> **Exercise requirements**:
Show all the lines in the data below that include the word "panics".

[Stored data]
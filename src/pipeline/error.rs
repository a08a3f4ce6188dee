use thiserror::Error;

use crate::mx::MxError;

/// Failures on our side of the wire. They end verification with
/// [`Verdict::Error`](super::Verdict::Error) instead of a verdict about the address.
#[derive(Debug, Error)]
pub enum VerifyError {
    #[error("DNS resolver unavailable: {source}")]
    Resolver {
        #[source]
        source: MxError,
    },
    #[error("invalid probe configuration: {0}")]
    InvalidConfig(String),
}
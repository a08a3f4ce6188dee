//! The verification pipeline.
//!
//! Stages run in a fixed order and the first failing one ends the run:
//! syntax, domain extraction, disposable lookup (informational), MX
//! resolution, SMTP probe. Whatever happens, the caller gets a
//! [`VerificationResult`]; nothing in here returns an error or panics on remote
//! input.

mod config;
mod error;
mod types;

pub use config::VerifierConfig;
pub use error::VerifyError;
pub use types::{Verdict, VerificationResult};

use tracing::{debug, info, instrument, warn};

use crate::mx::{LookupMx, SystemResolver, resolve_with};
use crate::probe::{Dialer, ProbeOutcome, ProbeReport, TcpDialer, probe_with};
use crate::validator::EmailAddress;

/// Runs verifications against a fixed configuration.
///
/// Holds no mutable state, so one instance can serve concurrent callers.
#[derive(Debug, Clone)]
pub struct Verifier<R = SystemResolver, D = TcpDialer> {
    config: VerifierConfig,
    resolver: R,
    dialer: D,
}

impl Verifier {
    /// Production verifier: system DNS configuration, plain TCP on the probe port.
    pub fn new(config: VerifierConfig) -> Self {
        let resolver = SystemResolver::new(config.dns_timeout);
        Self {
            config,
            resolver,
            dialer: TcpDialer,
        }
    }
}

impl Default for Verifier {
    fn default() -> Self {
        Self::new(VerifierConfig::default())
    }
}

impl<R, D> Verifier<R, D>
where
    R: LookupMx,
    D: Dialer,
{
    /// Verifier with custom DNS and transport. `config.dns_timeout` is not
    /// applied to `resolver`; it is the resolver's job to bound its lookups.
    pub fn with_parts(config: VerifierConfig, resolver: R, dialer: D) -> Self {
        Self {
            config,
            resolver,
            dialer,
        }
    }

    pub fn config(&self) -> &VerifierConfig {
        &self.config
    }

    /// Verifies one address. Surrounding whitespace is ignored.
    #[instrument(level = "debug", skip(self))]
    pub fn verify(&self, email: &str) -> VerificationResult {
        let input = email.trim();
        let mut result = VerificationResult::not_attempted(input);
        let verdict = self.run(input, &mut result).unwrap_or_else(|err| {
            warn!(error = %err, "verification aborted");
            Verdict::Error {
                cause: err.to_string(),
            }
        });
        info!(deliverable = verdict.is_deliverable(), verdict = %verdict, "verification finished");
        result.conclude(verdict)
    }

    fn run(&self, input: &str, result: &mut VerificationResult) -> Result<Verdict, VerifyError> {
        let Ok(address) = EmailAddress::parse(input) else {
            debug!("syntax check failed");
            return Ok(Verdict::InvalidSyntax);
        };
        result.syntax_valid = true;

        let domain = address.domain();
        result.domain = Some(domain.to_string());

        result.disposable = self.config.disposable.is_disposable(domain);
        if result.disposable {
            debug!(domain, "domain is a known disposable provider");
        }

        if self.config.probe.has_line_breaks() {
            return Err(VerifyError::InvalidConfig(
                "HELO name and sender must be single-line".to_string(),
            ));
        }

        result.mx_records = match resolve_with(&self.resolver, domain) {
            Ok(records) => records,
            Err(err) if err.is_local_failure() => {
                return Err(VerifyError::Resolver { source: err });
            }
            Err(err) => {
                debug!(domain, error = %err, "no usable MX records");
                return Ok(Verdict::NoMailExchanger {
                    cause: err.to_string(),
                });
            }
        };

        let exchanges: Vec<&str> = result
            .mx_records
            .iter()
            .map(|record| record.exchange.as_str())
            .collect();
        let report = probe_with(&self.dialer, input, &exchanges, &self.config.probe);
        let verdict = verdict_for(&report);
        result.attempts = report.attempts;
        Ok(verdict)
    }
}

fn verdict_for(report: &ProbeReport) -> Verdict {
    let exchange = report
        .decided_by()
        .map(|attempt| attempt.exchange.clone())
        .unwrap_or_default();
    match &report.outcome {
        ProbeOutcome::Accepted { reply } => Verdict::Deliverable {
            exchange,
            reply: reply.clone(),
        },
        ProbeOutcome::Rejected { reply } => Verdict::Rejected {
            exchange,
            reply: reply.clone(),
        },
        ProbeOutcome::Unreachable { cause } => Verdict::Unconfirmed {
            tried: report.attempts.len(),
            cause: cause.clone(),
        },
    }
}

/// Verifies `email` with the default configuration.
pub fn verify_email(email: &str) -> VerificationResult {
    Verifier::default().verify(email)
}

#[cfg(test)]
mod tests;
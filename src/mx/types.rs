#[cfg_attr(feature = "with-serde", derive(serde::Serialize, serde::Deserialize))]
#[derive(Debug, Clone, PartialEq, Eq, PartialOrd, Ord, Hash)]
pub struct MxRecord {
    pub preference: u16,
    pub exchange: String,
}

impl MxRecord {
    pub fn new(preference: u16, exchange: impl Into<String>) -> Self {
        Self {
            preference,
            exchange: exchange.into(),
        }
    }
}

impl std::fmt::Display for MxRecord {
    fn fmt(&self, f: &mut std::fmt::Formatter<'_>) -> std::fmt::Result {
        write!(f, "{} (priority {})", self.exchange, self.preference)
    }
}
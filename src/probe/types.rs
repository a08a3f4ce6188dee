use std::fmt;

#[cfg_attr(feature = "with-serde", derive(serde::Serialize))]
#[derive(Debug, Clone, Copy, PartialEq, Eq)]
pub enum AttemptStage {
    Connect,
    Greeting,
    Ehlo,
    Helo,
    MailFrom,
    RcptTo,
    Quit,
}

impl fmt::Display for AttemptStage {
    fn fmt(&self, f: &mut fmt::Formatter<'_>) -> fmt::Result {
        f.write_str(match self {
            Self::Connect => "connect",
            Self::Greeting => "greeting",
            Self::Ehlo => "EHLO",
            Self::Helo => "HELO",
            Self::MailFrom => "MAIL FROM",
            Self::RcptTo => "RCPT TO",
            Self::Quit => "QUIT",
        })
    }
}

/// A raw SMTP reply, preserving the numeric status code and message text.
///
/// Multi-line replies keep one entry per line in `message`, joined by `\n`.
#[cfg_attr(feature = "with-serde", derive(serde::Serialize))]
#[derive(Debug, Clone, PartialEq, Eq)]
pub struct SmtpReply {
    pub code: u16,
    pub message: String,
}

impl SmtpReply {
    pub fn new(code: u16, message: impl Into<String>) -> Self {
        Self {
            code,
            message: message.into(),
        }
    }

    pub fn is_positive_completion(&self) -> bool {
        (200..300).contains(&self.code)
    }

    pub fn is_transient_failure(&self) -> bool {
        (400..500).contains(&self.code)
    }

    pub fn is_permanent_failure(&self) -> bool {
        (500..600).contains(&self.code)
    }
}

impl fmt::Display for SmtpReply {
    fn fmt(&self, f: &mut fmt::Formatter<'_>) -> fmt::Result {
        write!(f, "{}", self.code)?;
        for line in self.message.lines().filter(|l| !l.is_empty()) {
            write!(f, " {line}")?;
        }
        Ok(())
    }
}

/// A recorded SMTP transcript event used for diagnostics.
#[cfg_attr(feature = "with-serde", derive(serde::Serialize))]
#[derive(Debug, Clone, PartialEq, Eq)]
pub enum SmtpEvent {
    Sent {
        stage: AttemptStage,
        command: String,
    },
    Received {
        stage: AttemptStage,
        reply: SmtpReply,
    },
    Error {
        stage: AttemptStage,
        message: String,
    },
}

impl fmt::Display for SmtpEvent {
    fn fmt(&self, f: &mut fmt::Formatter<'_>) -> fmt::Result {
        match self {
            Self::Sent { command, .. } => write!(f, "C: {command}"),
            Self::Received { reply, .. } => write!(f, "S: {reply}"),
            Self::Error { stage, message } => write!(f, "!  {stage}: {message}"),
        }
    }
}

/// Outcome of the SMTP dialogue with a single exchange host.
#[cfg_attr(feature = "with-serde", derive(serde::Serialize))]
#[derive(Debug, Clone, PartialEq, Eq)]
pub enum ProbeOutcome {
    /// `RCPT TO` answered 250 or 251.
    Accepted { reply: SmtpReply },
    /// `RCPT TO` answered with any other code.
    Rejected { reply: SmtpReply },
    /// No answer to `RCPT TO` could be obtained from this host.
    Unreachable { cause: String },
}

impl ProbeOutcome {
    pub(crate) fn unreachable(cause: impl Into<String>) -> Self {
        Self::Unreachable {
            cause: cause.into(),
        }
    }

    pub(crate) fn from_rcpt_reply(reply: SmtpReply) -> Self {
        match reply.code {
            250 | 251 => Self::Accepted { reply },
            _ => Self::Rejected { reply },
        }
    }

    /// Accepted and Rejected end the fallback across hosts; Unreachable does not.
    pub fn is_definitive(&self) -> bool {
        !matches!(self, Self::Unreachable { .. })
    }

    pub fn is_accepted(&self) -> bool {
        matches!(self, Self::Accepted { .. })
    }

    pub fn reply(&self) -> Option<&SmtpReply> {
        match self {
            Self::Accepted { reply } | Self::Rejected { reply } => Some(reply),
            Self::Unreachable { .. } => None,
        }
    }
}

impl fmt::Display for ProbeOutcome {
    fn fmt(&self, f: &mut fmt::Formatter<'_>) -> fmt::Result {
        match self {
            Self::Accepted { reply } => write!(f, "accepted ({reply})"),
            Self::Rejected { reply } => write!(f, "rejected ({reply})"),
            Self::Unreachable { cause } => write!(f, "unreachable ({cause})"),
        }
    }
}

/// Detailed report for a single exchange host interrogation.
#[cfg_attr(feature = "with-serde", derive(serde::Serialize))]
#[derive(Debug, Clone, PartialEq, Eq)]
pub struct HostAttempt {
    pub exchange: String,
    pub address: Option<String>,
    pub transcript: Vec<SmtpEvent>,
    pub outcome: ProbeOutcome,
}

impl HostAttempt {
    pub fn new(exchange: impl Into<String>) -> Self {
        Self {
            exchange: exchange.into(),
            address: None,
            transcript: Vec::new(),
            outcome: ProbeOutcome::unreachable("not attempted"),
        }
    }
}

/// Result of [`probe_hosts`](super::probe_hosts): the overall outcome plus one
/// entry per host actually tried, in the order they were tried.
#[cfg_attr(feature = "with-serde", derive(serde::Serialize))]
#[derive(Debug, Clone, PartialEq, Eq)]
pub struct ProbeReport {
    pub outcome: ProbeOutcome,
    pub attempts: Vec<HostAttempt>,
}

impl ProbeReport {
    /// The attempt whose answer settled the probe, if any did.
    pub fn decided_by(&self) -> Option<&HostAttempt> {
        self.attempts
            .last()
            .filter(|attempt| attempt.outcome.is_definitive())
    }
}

...

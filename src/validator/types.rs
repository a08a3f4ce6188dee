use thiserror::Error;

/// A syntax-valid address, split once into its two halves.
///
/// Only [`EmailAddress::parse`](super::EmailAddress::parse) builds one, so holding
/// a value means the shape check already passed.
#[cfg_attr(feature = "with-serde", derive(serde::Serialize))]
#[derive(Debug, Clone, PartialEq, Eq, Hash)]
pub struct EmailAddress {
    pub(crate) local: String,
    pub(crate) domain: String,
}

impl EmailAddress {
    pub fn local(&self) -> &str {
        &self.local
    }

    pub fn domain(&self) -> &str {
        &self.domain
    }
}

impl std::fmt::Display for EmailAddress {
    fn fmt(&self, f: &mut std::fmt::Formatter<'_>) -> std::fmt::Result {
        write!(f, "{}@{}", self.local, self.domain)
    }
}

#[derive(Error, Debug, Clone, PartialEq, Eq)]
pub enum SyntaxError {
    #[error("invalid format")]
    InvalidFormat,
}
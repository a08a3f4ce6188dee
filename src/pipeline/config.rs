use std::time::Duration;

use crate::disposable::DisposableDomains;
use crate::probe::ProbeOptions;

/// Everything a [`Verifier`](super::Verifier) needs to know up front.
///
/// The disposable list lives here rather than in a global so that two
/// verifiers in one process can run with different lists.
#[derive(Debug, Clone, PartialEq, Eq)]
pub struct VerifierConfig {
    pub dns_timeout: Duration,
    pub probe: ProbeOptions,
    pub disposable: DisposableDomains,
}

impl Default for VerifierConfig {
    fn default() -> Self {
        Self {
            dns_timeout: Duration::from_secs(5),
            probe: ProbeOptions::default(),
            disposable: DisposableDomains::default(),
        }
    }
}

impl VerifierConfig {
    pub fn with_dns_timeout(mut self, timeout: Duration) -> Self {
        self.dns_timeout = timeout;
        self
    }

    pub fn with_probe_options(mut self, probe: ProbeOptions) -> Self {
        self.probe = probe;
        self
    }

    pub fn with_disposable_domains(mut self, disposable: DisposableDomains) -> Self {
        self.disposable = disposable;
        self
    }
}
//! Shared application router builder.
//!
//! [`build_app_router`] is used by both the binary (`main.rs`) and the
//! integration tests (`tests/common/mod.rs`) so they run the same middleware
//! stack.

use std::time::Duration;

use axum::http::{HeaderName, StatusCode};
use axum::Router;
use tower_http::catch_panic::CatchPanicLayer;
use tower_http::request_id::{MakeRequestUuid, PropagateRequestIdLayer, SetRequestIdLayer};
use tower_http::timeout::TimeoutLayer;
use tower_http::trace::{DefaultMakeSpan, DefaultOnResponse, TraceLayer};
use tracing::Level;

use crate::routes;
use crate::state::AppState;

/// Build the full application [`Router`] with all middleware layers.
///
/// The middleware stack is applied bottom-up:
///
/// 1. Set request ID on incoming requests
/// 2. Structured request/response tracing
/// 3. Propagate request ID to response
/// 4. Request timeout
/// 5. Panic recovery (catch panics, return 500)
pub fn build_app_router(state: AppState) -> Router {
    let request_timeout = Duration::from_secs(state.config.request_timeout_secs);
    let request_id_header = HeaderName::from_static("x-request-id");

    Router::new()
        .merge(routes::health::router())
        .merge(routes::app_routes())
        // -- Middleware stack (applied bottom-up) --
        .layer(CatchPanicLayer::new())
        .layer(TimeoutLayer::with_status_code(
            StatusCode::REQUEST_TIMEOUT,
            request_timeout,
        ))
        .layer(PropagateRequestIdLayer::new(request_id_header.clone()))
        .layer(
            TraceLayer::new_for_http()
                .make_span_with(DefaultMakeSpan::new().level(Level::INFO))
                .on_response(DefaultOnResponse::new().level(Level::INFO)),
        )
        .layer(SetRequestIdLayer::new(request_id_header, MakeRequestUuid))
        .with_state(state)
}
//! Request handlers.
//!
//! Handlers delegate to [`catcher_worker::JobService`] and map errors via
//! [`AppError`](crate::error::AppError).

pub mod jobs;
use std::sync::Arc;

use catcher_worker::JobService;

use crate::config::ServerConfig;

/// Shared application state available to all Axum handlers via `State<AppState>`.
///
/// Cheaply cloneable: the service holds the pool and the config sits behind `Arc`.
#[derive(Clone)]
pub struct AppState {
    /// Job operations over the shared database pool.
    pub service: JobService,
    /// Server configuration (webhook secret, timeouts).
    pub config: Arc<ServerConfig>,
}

> **Solved problem**:
//! [`VerificationResult`]; nothing in here returns an error or panics on remote
/// 5. Panic recovery (catch panics, return 500)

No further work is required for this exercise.